Additionally, R.C. 2945.67 provides a similar right to appeal:
“(A) A prosecuting attorney, village solicitor, city director of law, or the attorney general may appeal as a matter or [of] right any decision of a trial court in a criminal case, or any decision of a juvenile court in a delinquency case, which decision grants a motion to dismiss all or any part of an indictment, complaint, or information, a motion to suppress evidence, or a motion for the return of seized property or grants post conviction relief pursuant to sections 2953.21 to 2953.24 of the Revised Code, and may appeal by leave of the court to which the appeal is taken any other decision, except the final verdict, of the trial court in a criminal case or of the juvenile court in a delinquency case.
“(B) In any proceeding brought pursuant to division (A) of this section, the court shall, in accordance with Chapter 120. of the Revised Code, appoint the county public defender, joint county public defender, or other counsel to represent any person who is indigent, is not represented by counsel, and does not waive his right to counsel.”

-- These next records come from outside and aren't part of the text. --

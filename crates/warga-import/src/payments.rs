use std::io::Read;

use chrono::NaiveDate;
use csv::{ReaderBuilder, Trim};
use serde::Deserialize;

use warga_data::{
    record_payment, Insert, Payment, PaymentError, PaymentStatus, Query, User, UserFilter,
};

use crate::{fields, ImportError, ImportReport, RowError};

#[derive(Debug, Default, Deserialize)]
#[serde(default)]
struct PaymentRow {
    email: String,
    amount: String,
    date: String,
    status: String,
    method: String,
    reference: String,
}

/// A validated payment row
#[derive(Debug, Clone, Default, PartialEq)]
pub struct PaymentRecord {
    pub line: u64,
    pub email: String,
    pub amount: f64,
    pub date: NaiveDate,
    pub status: PaymentStatus,
    pub method: String,
    pub reference: String,
}

impl PaymentRecord {
    fn from_row(line: u64, row: PaymentRow) -> Result<Self, ImportError> {
        let status = if row.status.trim().is_empty() {
            PaymentStatus::Paid
        } else {
            row.status
                .parse::<PaymentStatus>()
                .map_err(|e| ImportError::InvalidValue(e.to_string()))?
        };
        let date = fields::date(&row.date)?.ok_or(ImportError::MissingField("date"))?;
        Ok(Self {
            line,
            email: fields::email(&row.email)?,
            amount: fields::amount(&row.amount)?,
            date,
            status,
            method: row.method.trim().to_string(),
            reference: row.reference.trim().to_string(),
        })
    }
}

/// Parse a payment CSV file with a header row:
/// email,amount,date,status,method,reference
pub fn parse<R: Read>(reader: R) -> Result<Vec<Result<PaymentRecord, RowError>>, ImportError> {
    let mut rdr = ReaderBuilder::new()
        .trim(Trim::All)
        .flexible(true)
        .from_reader(reader);
    fields::normalize_headers(&mut rdr)?;
    let headers = rdr.headers()?.clone();

    let mut rows = vec![];
    for result in rdr.records() {
        let record = result?;
        let line = record.position().map(|p| p.line()).unwrap_or_default();
        if record.iter().all(|field| field.is_empty()) {
            continue;
        }
        let row = record
            .deserialize::<PaymentRow>(Some(&headers))
            .map_err(ImportError::from)
            .and_then(|row| PaymentRecord::from_row(line, row))
            .map_err(|error| RowError { line, error });
        rows.push(row);
    }
    Ok(rows)
}

async fn import_payment<DB>(db: &DB, record: PaymentRecord) -> Result<Payment, ImportError>
where
    DB: Query<User, Filter = UserFilter> + Insert<Payment> + Send + Sync,
{
    let users: Vec<User> = db
        .query(&UserFilter {
            email: Some(record.email.clone()),
            ..Default::default()
        })
        .await?;
    let user = users
        .into_iter()
        .next()
        .ok_or_else(|| ImportError::UnknownUser(record.email.clone()))?;

    let payment = Payment {
        user_id: user.id,
        amount: record.amount,
        date: record.date,
        status: record.status,
        method: record.method,
        reference: record.reference,
        ..Default::default()
    };
    record_payment(db, payment).await.map_err(|e| match e {
        PaymentError::Error(e) => ImportError::Error(e),
        other => ImportError::InvalidValue(other.to_string()),
    })
}

/// Record payments for parsed rows, resolving users by email
pub async fn import_payments<DB>(
    db: &DB,
    rows: Vec<Result<PaymentRecord, RowError>>,
) -> ImportReport
where
    DB: Query<User, Filter = UserFilter> + Insert<Payment> + Send + Sync,
{
    let mut report = ImportReport::default();
    for row in rows {
        let record = match row {
            Ok(record) => record,
            Err(err) => {
                report.failed.push(err);
                continue;
            }
        };
        let line = record.line;
        match import_payment(db, record).await {
            Ok(payment) => {
                tracing::debug!(line, payment_id = payment.id, "imported payment");
                report.imported += 1;
            }
            Err(error) => report.failed.push(RowError { line, error }),
        }
    }
    tracing::info!(
        imported = report.imported,
        failed = report.failed.len(),
        "payment import finished"
    );
    report
}

#[cfg(test)]
mod tests {
    use super::*;
    use warga_data::PaymentFilter;
    use warga_db::Connection;

    const CSV: &str = "\
email,amount,date,status,method,reference
siti@warga.test,50000,2024-01-05,completed,transfer,TRX-1
siti@warga.test,\"50000,5\",05/02/2024,,cash,
siti@warga.test,50000,2024-03-05,pending,,

nobody@warga.test,50000,2024-01-05,paid,,
siti@warga.test,-5,2024-01-05,paid,,
siti@warga.test,50000,,paid,,
";

    #[test]
    fn test_parse_payments() {
        let rows = parse(CSV.as_bytes()).unwrap();
        assert_eq!(rows.len(), 6);

        let first = rows[0].as_ref().unwrap();
        assert_eq!(first.status, PaymentStatus::Paid);
        assert_eq!(first.reference, "TRX-1");

        let second = rows[1].as_ref().unwrap();
        assert_eq!(second.amount, 50000.5);
        assert_eq!(second.date, NaiveDate::from_ymd_opt(2024, 2, 5).unwrap());
        assert_eq!(second.status, PaymentStatus::Paid);

        assert!(rows[3].is_ok());
        assert!(matches!(
            rows[4].as_ref().unwrap_err().error,
            ImportError::InvalidAmount(_)
        ));
        assert!(matches!(
            rows[5].as_ref().unwrap_err().error,
            ImportError::MissingField("date")
        ));
    }

    #[tokio::test]
    async fn test_import_payments() {
        let db = Connection::open_test().await;
        let user = db
            .insert(User {
                name: "Siti".to_string(),
                email: "siti@warga.test".to_string(),
                ..Default::default()
            })
            .await
            .unwrap();

        let rows = parse(CSV.as_bytes()).unwrap();
        let report = import_payments(&db, rows).await;
        assert_eq!(report.imported, 3);
        assert_eq!(report.failed.len(), 3);
        assert!(matches!(
            report.failed[0].error,
            ImportError::UnknownUser(_)
        ));

        let payments: Vec<Payment> = db
            .query(&PaymentFilter {
                user_id: Some(user.id),
                ..Default::default()
            })
            .await
            .unwrap();
        assert_eq!(payments.len(), 3);
        let summary = user.payment_summary(&db).await.unwrap();
        assert_eq!(summary.total_paid, 100000.5);
        assert_eq!(summary.outstanding, 50000.0);
    }
}
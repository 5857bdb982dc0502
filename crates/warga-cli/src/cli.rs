use anyhow::Result;
use chrono::Duration;
use clap::{Parser, Subcommand};

use warga_auth::{Authenticator, LockoutPolicy};
use warga_data::Store;

use crate::commands::{Auth, Export, Import, Notify, Payments, Templates, Users};

#[derive(Parser, Debug)]
#[clap(name = "warga", version=env!("CARGO_PKG_VERSION"))]
pub struct Cli {
    /// Database file, a `.json` file selects the JSON store
    #[clap(long, env = "WARGA_DB", default_value = "warga.sqlite3")]
    pub db: String,

    /// Failed logins before an account is locked
    #[clap(long, env = "WARGA_MAX_FAILED_ATTEMPTS", default_value_t = 5)]
    pub max_failed_attempts: u32,

    /// How long a locked account stays locked
    #[clap(long, env = "WARGA_LOCKOUT_MINUTES", default_value_t = 15)]
    pub lockout_minutes: u32,

    #[clap(subcommand)]
    pub command: Command,
}

impl Cli {
    pub fn init() -> Self {
        Self::parse()
    }

    pub fn uses_file_store(&self) -> bool {
        self.db.to_lowercase().ends_with(".json")
    }

    pub fn authenticator(&self) -> Authenticator {
        Authenticator::new(LockoutPolicy::new(
            self.max_failed_attempts,
            Duration::minutes(self.lockout_minutes.into()),
        ))
    }
}

#[derive(Subcommand, Debug)]
pub enum Command {
    /// Manage users
    #[clap(subcommand)]
    Users(Users),

    /// Manage payments
    #[clap(subcommand)]
    Payments(Payments),

    /// Login, passwords and locks
    #[clap(subcommand)]
    Auth(Auth),

    /// Import users or payments from CSV
    #[clap(subcommand)]
    Import(Import),

    /// Export users or payments as CSV
    #[clap(subcommand)]
    Export(Export),

    /// Manage message templates
    #[clap(subcommand)]
    Templates(Templates),

    /// Send a template via WhatsApp
    Notify(Notify),
}

impl Command {
    pub async fn run<DB: Store>(self, db: &DB, auth: &Authenticator) -> Result<()> {
        match self {
            Command::Users(cmd) => cmd.run(db).await,
            Command::Payments(cmd) => cmd.run(db).await,
            Command::Auth(cmd) => cmd.run(db, auth).await,
            Command::Import(cmd) => cmd.run(db).await,
            Command::Export(cmd) => cmd.run(db).await,
            Command::Templates(cmd) => cmd.run(db).await,
            Command::Notify(cmd) => cmd.run(db).await,
        }
    }
}

#[cfg(test)]
mod tests {
    use super::*;

    #[test]
    fn test_parse_globals() {
        let cli = Cli::try_parse_from([
            "warga",
            "--db",
            "Warga.JSON",
            "--max-failed-attempts",
            "3",
            "auth",
            "unlock",
            "--all",
        ])
        .unwrap();
        assert!(cli.uses_file_store());
        assert_eq!(cli.authenticator().policy().max_failed_attempts, 3);
        assert_eq!(
            cli.authenticator().policy().lockout_duration,
            Duration::minutes(15)
        );
    }

    #[test]
    fn test_unlock_needs_target() {
        assert!(Cli::try_parse_from(["warga", "auth", "unlock"]).is_err());
        assert!(
            Cli::try_parse_from(["warga", "auth", "unlock", "--id", "1", "--all"]).is_err()
        );
    }

    #[test]
    fn test_notify_needs_recipients() {
        assert!(Cli::try_parse_from(["warga", "notify", "--template", "1"]).is_err());
        let cli = Cli::try_parse_from([
            "warga", "notify", "--template", "1", "--pending", "--dry-run",
        ])
        .unwrap();
        assert!(matches!(cli.command, Command::Notify(_)));
    }
}
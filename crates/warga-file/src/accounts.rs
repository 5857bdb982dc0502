use anyhow::Result;
use async_trait::async_trait;

use warga_data::{AccountChange, LoginAttempt, ModifyAccount, QueryError, User, UserFilter};

use crate::users::check_unique_email;
use crate::FileStore;

#[async_trait]
impl ModifyAccount for FileStore {
    async fn modify_account<F, R>(&self, filter: &UserFilter, change: F) -> Result<R>
    where
        F: FnOnce(Option<User>) -> AccountChange<R> + Send,
        R: Send,
    {
        self.write(move |snapshot| {
            let user = snapshot.users.rows.iter().find(|u| u.matches(filter)).cloned();
            let AccountChange {
                user,
                attempt,
                result,
            } = change(user);

            if let Some(user) = user {
                check_unique_email(snapshot, &user)?;
                let row = snapshot
                    .users
                    .rows
                    .iter_mut()
                    .find(|u| u.id == user.id)
                    .ok_or(QueryError::NotFound)?;
                *row = user;
            }
            if let Some(attempt) = attempt {
                let id = snapshot.login_history.allocate();
                snapshot
                    .login_history
                    .rows
                    .push(LoginAttempt { id, ..attempt });
            }
            Ok(result)
        })
        .await
    }
}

In State v. Davidson (1985), 17 Ohio St. 3d 132, 17 OBR 277, 477 N.E. 2d 1141, at the syllabus, we defined “motion to suppress” as used in Crim. R. 12(J) to include “[a]ny motion, however labeled, which, if granted, restricts the state in the presentation of certain evidence and, thereby, renders the state’s proof with respect to the pending charge so weak in its entirety that any reasonable possibility of effective prosecution has been destroyed * * *.”
Davidson involved a pretrial motion in limine seeking to exclude evidence, not due to constitutional infirmity, but rather, under the Rules of Evidence. We made no comment in Davidson as to the applicability of Crim. R. 12(J) to evidentiary rulings at trial. Today, we are asked to decide whether a prosecutor may file a Crim. R. 12(J) appeal during trial.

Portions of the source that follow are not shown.